┌──
#[cfg(test)]
mod tests {
    use super::*;

    fn map_of(entries: &[(i32, f64)]) -> std::collections::BTreeMap<i32, f64> {
        entries.iter().copied().collect()
    }

    #[test]
    fn test_alternative_prefers_not_longer_within_tolerance() {
        // requested 1.0s, failed code mapped to 1.0s; 0.9s and 1.1s both
        // within 20%, the not-longer one must win.
        let map = map_of(&[(100, 0.9), (200, 1.0), (300, 1.1)]);
        assert_eq!(find_alternative(&map, 1.0, 200), Some(100));
    }

    #[test]
    fn test_alternative_accepts_longer_when_nothing_shorter_in_tolerance() {
        let map = map_of(&[(100, 0.5), (300, 1.1)]);
        assert_eq!(find_alternative(&map, 1.0, 999), Some(300));
    }

    #[test]
    fn test_alternative_falls_back_to_closest_overall() {
        let map = map_of(&[(100, 0.2), (300, 3.0)]);
        assert_eq!(find_alternative(&map, 1.0, 999), Some(100));
    }

    #[test]
    fn test_alternative_ignores_bulb_and_excluded() {
        let map = map_of(&[(SHUTTER_BULB, 3600.0), (200, 1.0)]);
        assert_eq!(find_alternative(&map, 1.0, 200), None);
    }
}
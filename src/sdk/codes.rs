//! Vendor result and error code families.
//!
//! The command SDK returns a signed `i32` from every call (0 = success) and
//! exposes detail through a separate last-error query yielding an
//! `(api_code, error_code)` pair. The error codes below are the fixed families
//! the engine must classify; anything else is treated as unknown and fatal.

/// Successful call.
pub const RC_COMPLETE: i32 = 0;
/// Generic failure; consult the last-error pair for detail.
pub const RC_ERROR: i32 = -1;

/// Command issued out of protocol sequence.
pub const ERR_SEQUENCE: i32 = 0x1001;
/// A parameter value was rejected.
pub const ERR_INVALID_PARAM: i32 = 0x1002;
/// The call is not supported by this model.
pub const ERR_UNSUPPORTED: i32 = 0x1003;
/// Device is busy with a prior operation.
pub const ERR_BUSY: i32 = 0x1004;
/// Autofocus did not converge in time.
pub const ERR_AF_TIMEOUT: i32 = 0x1005;
/// The release/shoot operation itself failed.
pub const ERR_SHOOT: i32 = 0x1006;
/// Device-side frame buffer is full.
pub const ERR_FRAME_BUFFER_FULL: i32 = 0x1007;
/// Link-level communication failure or timeout.
pub const ERR_COMMUNICATION: i32 = 0x1008;
/// Command invalid for the current device state (dial position etc.).
pub const ERR_COMBINATION: i32 = 0x1009;
/// Write to device media failed.
pub const ERR_WRITE: i32 = 0x100A;
/// Device media is full.
pub const ERR_MEDIA_FULL: i32 = 0x100B;
/// Hardware fault reported by the device.
pub const ERR_HARDWARE: i32 = 0x100C;
/// Internal fault in the vendor library.
pub const ERR_INTERNAL: i32 = 0x100D;
/// Vendor library ran out of memory.
pub const ERR_NO_MEMORY: i32 = 0x100E;

/// Retry/escalation class of a device error, decoupled from control flow.
#[derive(Debug, Clone, Copy, PartialEq, Eq)]
pub enum ErrorClass {
    /// Transient; bounded retry with backoff is appropriate.
    Retryable,
    /// Invalid for current device state; re-negotiate capabilities first.
    StateDependent,
    /// Link down or timed out; surface as not-connected, never retry silently.
    NotConnected,
    /// Invalid/unsupported parameter; fatal for this call only.
    Parameter,
    /// Hardware/internal/out-of-memory; always escalate.
    Fatal,
}

/// Classify a vendor error code into its retry/escalation class.
///
/// Sequence errors are grouped with busy: both mean "the device was not ready
/// for this command yet" and clear on their own. Everything unrecognized is
/// fatal rather than retryable.
pub fn classify(error_code: i32) -> ErrorClass {
    match error_code {
        ERR_BUSY | ERR_SEQUENCE => ErrorClass::Retryable,
        ERR_COMBINATION => ErrorClass::StateDependent,
        ERR_COMMUNICATION => ErrorClass::NotConnected,
        ERR_INVALID_PARAM | ERR_UNSUPPORTED => ErrorClass::Parameter,
        ERR_AF_TIMEOUT | ERR_SHOOT | ERR_FRAME_BUFFER_FULL | ERR_WRITE | ERR_MEDIA_FULL
        | ERR_HARDWARE | ERR_INTERNAL | ERR_NO_MEMORY => ErrorClass::Fatal,
        _ => ErrorClass::Fatal,
    }
}

#[cfg(test)]
mod tests {
    use super::*;

    #[test]
    fn test_busy_and_sequence_are_retryable() {
        assert_eq!(classify(ERR_BUSY), ErrorClass::Retryable);
        assert_eq!(classify(ERR_SEQUENCE), ErrorClass::Retryable);
    }

    #[test]
    fn test_combination_is_state_dependent() {
        assert_eq!(classify(ERR_COMBINATION), ErrorClass::StateDependent);
    }

    #[test]
    fn test_unknown_codes_are_fatal() {
        assert_eq!(classify(0x7FFF), ErrorClass::Fatal);
        assert_eq!(classify(0), ErrorClass::Fatal);
    }
}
└──
→ **Your goal**
Copy every line of the data that holds the string "detail".

→ **Response area**
//! exposes detail through a separate last-error query yielding an
/// Generic failure; consult the last-error pair for detail.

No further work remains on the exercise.